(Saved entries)
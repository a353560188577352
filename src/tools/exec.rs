//! Subprocess invocation with a bounded timeout.

use std::path::Path;
use std::process::Stdio;
use std::time::Duration;

use thiserror::Error;
use tokio::io::AsyncWriteExt;
use tokio::process::Command;
use tracing::debug;

/// Default per-invocation timeout.
pub const DEFAULT_TIMEOUT: Duration = Duration::from_secs(300);

/// Errors that can occur while running an external tool.
#[derive(Error, Debug)]
pub enum ExecError {
    #[error("{0} not installed")]
    NotInstalled(String),
    #[error("{program} timed out after {secs}s")]
    Timeout { program: String, secs: u64 },
    #[error("failed to run {program}: {source}")]
    Io {
        program: String,
        #[source]
        source: std::io::Error,
    },
}

/// Captured result of a finished process.
#[derive(Debug, Clone, Default)]
pub struct CommandOutput {
    /// None when the process was terminated by a signal
    pub code: Option<i32>,
    pub stdout: String,
    pub stderr: String,
}

impl CommandOutput {
    pub fn success(&self) -> bool {
        self.code == Some(0)
    }

    /// stdout followed by stderr.
    pub fn combined(&self) -> String {
        match (self.stdout.trim().is_empty(), self.stderr.trim().is_empty()) {
            (false, false) => format!("{}\n{}", self.stdout, self.stderr),
            (false, true) => self.stdout.clone(),
            _ => self.stderr.clone(),
        }
    }

    /// A short excerpt for synthetic error messages.
    pub fn excerpt(&self) -> String {
        let text = self.combined();
        let text = text.trim();
        if text.chars().count() > 500 {
            let head: String = text.chars().take(500).collect();
            format!("{}...", head)
        } else {
            text.to_string()
        }
    }

    /// Whether a package-runner wrapper (npx, pnpm exec) reported that
    /// the tool itself is missing.
    pub fn reports_missing_tool(&self) -> bool {
        let stderr = self.stderr.to_lowercase();
        self.code != Some(0)
            && (stderr.contains("could not determine executable to run")
                || stderr.contains("command not found")
                || stderr.contains("npm err! 404")
                || stderr.contains("err_pnpm_recursive_exec_first_fail"))
    }
}

/// Run `program args...` in `cwd`, killing it after `timeout`.
pub async fn run(
    program: &str,
    args: &[&str],
    cwd: &Path,
    timeout: Duration,
) -> Result<CommandOutput, ExecError> {
    run_inner(program, args, cwd, timeout, None).await
}

/// Like [`run`], feeding `input` to the process on stdin.
pub async fn run_with_input(
    program: &str,
    args: &[&str],
    cwd: &Path,
    timeout: Duration,
    input: &[u8],
) -> Result<CommandOutput, ExecError> {
    run_inner(program, args, cwd, timeout, Some(input)).await
}

async fn run_inner(
    program: &str,
    args: &[&str],
    cwd: &Path,
    timeout: Duration,
    input: Option<&[u8]>,
) -> Result<CommandOutput, ExecError> {
    debug!(program, ?args, cwd = %cwd.display(), "spawning");

    let mut command = Command::new(program);
    command
        .args(args)
        .current_dir(cwd)
        .stdin(if input.is_some() {
            Stdio::piped()
        } else {
            Stdio::null()
        })
        .stdout(Stdio::piped())
        .stderr(Stdio::piped())
        .kill_on_drop(true);

    let mut child = command.spawn().map_err(|e| spawn_error(program, e))?;

    if let Some(bytes) = input {
        if let Some(mut stdin) = child.stdin.take() {
            stdin.write_all(bytes).await.map_err(|e| ExecError::Io {
                program: program.to_string(),
                source: e,
            })?;
        }
    }

    let output = match tokio::time::timeout(timeout, child.wait_with_output()).await {
        Ok(result) => result.map_err(|e| ExecError::Io {
            program: program.to_string(),
            source: e,
        })?,
        Err(_) => {
            return Err(ExecError::Timeout {
                program: program.to_string(),
                secs: timeout.as_secs(),
            })
        }
    };

    let result = CommandOutput {
        code: output.status.code(),
        stdout: String::from_utf8_lossy(&output.stdout).into_owned(),
        stderr: String::from_utf8_lossy(&output.stderr).into_owned(),
    };
    debug!(program, code = ?result.code, "finished");
    Ok(result)
}

fn spawn_error(program: &str, e: std::io::Error) -> ExecError {
    if e.kind() == std::io::ErrorKind::NotFound {
        ExecError::NotInstalled(program.to_string())
    } else {
        ExecError::Io {
            program: program.to_string(),
            source: e,
        }
    }
}

#[cfg(test)]
mod tests {
    use super::*;

    #[tokio::test]
    async fn test_missing_binary_is_not_installed() {
        let cwd = std::env::temp_dir();
        let err = run("definitely-not-a-real-binary-xyz", &[], &cwd, DEFAULT_TIMEOUT)
            .await
            .unwrap_err();
        assert!(matches!(err, ExecError::NotInstalled(_)));
        assert_eq!(err.to_string(), "definitely-not-a-real-binary-xyz not installed");
    }

    #[cfg(unix)]
    #[tokio::test]
    async fn test_slow_process_times_out() {
        let cwd = std::env::temp_dir();
        let started = std::time::Instant::now();
        let err = run("sleep", &["5"], &cwd, Duration::from_millis(100))
            .await
            .unwrap_err();
        assert!(started.elapsed() < Duration::from_secs(3));
        assert!(matches!(err, ExecError::Timeout { ref program, .. } if program == "sleep"));
        assert_eq!(err.to_string(), "sleep timed out after 0s");
    }

    #[cfg(unix)]
    #[tokio::test]
    async fn test_timeout_becomes_error_result() {
        let ctx = crate::tools::ToolContext {
            root: std::env::temp_dir(),
            timeout: Duration::from_millis(100),
        };
        let err = ctx.exec("sleep", &["5"]).await.unwrap_err();
        let result = crate::tools::code::eslint::INFO.exec_failure(err);
        assert!(!result.passed);
        assert_eq!(result.violations.len(), 1);
        assert!(result.violations[0].message.contains("timed out"));
    }

    #[test]
    fn test_excerpt_is_truncated() {
        let output = CommandOutput {
            code: Some(1),
            stdout: "x".repeat(800),
            stderr: String::new(),
        };
        assert_eq!(output.excerpt().len(), 503);
    }

    #[test]
    fn test_reports_missing_tool() {
        let output = CommandOutput {
            code: Some(1),
            stdout: String::new(),
            stderr: "npm ERR! could not determine executable to run".to_string(),
        };
        assert!(output.reports_missing_tool());

        let ok = CommandOutput {
            code: Some(0),
            ..output
        };
        assert!(!ok.reports_missing_tool());
    }
}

- [EXERCISE GOAL]:
An exact copy of every entry is what's needed, so retype them all.

- [EXERCISE RESULT]:
repository a353560188577352
filename src/tools/exec.rs
//! Subprocess invocation with a bounded timeout.

use std::path::Path;
use std::process::Stdio;
use std::time::Duration;

use thiserror::Error;
use tokio::io::AsyncWriteExt;
use tokio::process::Command;
use tracing::debug;

/// Default per-invocation timeout.
pub const DEFAULT_TIMEOUT: Duration = Duration::from_secs(300);

/// Errors that can occur while running an external tool.
#[derive(Error, Debug)]
pub enum ExecError {
    #[error("{0} not installed")]
    NotInstalled(String),
    #[error("{program} timed out after {secs}s")]
    Timeout { program: String, secs: u64 },
    #[error("failed to run {program}: {source}")]
    Io {
        program: String,
        #[source]
        source: std::io::Error,
    },
}

/// Captured result of a finished process.
#[derive(Debug, Clone, Default)]
pub struct CommandOutput {
    /// None when the process was terminated by a signal
    pub code: Option<i32>,
    pub stdout: String,
    pub stderr: String,
}

impl CommandOutput {
    pub fn success(&self) -> bool {
        self.code == Some(0)
    }

    /// stdout followed by stderr.
    pub fn combined(&self) -> String {
        match (self.stdout.trim().is_empty(), self.stderr.trim().is_empty()) {
            (false, false) => format!("{}\n{}", self.stdout, self.stderr),
            (false, true) => self.stdout.clone(),
            _ => self.stderr.clone(),
        }
    }

    /// A short excerpt for synthetic error messages.
    pub fn excerpt(&self) -> String {
        let text = self.combined();
        let text = text.trim();
        if text.chars().count() > 500 {
            let head: String = text.chars().take(500).collect();
            format!("{}...", head)
        } else {
            text.to_string()
        }
    }

    /// Whether a package-runner wrapper (npx, pnpm exec) reported that
    /// the tool itself is missing.
    pub fn reports_missing_tool(&self) -> bool {
        let stderr = self.stderr.to_lowercase();
        self.code != Some(0)
            && (stderr.contains("could not determine executable to run")
                || stderr.contains("command not found")
                || stderr.contains("npm err! 404")
                || stderr.contains("err_pnpm_recursive_exec_first_fail"))
    }
}

/// Run `program args...` in `cwd`, killing it after `timeout`.
pub async fn run(
    program: &str,
    args: &[&str],
    cwd: &Path,
    timeout: Duration,
) -> Result<CommandOutput, ExecError> {
    run_inner(program, args, cwd, timeout, None).await
}

/// Like [`run`], feeding `input` to the process on stdin.
pub async fn run_with_input(
    program: &str,
    args: &[&str],
    cwd: &Path,
    timeout: Duration,
    input: &[u8],
) -> Result<CommandOutput, ExecError> {
    run_inner(program, args, cwd, timeout, Some(input)).await
}

async fn run_inner(
    program: &str,
    args: &[&str],
    cwd: &Path,
    timeout: Duration,
    input: Option<&[u8]>,
) -> Result<CommandOutput, ExecError> {
    debug!(program, ?args, cwd = %cwd.display(), "spawning");

    let mut command = Command::new(program);
    command
        .args(args)
        .current_dir(cwd)
        .stdin(if input.is_some() {
            Stdio::piped()
        } else {
            Stdio::null()
        })
        .stdout(Stdio::piped())
        .stderr(Stdio::piped())
        .kill_on_drop(true);

    let mut child = command.spawn().map_err(|e| spawn_error(program, e))?;

    if let Some(bytes) = input {
        if let Some(mut stdin) = child.stdin.take() {
            stdin.write_all(bytes).await.map_err(|e| ExecError::Io {
                program: program.to_string(),
                source: e,
            })?;
        }
    }

    let output = match tokio::time::timeout(timeout, child.wait_with_output()).await {
        Ok(result) => result.map_err(|e| ExecError::Io {
            program: program.to_string(),
            source: e,
        })?,
        Err(_) => {
            return Err(ExecError::Timeout {
                program: program.to_string(),
                secs: timeout.as_secs(),
            })
        }
    };

    let result = CommandOutput {
        code: output.status.code(),
        stdout: String::from_utf8_lossy(&output.stdout).into_owned(),
        stderr: String::from_utf8_lossy(&output.stderr).into_owned(),
    };
    debug!(program, code = ?result.code, "finished");
    Ok(result)
}

fn spawn_error(program: &str, e: std::io::Error) -> ExecError {
    if e.kind() == std::io::ErrorKind::NotFound {
        ExecError::NotInstalled(program.to_string())
    } else {
        ExecError::Io {
            program: program.to_string(),
            source: e,
        }
    }
}

#[cfg(test)]
mod tests {
    use super::*;

    #[tokio::test]
    async fn test_missing_binary_is_not_installed() {
        let cwd = std::env::temp_dir();
        let err = run("definitely-not-a-real-binary-xyz", &[], &cwd, DEFAULT_TIMEOUT)
            .await
            .unwrap_err();
        assert!(matches!(err, ExecError::NotInstalled(_)));
        assert_eq!(err.to_string(), "definitely-not-a-real-binary-xyz not installed");
    }

    #[cfg(unix)]
    #[tokio::test]
    async fn test_slow_process_times_out() {
        let cwd = std::env::temp_dir();
        let started = std::time::Instant::now();
        let err = run("sleep", &["5"], &cwd, Duration::from_millis(100))
            .await
            .unwrap_err();
        assert!(started.elapsed() < Duration::from_secs(3));
        assert!(matches!(err, ExecError::Timeout { ref program, .. } if program == "sleep"));
        assert_eq!(err.to_string(), "sleep timed out after 0s");
    }

    #[cfg(unix)]
    #[tokio::test]
    async fn test_timeout_becomes_error_result() {
        let ctx = crate::tools::ToolContext {
            root: std::env::temp_dir(),
            timeout: Duration::from_millis(100),
        };
        let err = ctx.exec("sleep", &["5"]).await.unwrap_err();
        let result = crate::tools::code::eslint::INFO.exec_failure(err);
        assert!(!result.passed);
        assert_eq!(result.violations.len(), 1);
        assert!(result.violations[0].message.contains("timed out"));
    }

    #[test]
    fn test_excerpt_is_truncated() {
        let output = CommandOutput {
            code: Some(1),
            stdout: "x".repeat(800),
            stderr: String::new(),
        };
        assert_eq!(output.excerpt().len(), 503);
    }

    #[test]
    fn test_reports_missing_tool() {
        let output = CommandOutput {
            code: Some(1),
            stdout: String::new(),
            stderr: "npm ERR! could not determine executable to run".to_string(),
        };
        assert!(output.reports_missing_tool());

        let ok = CommandOutput {
            code: Some(0),
            ..output
        };
        assert!(!ok.reports_missing_tool());
    }
}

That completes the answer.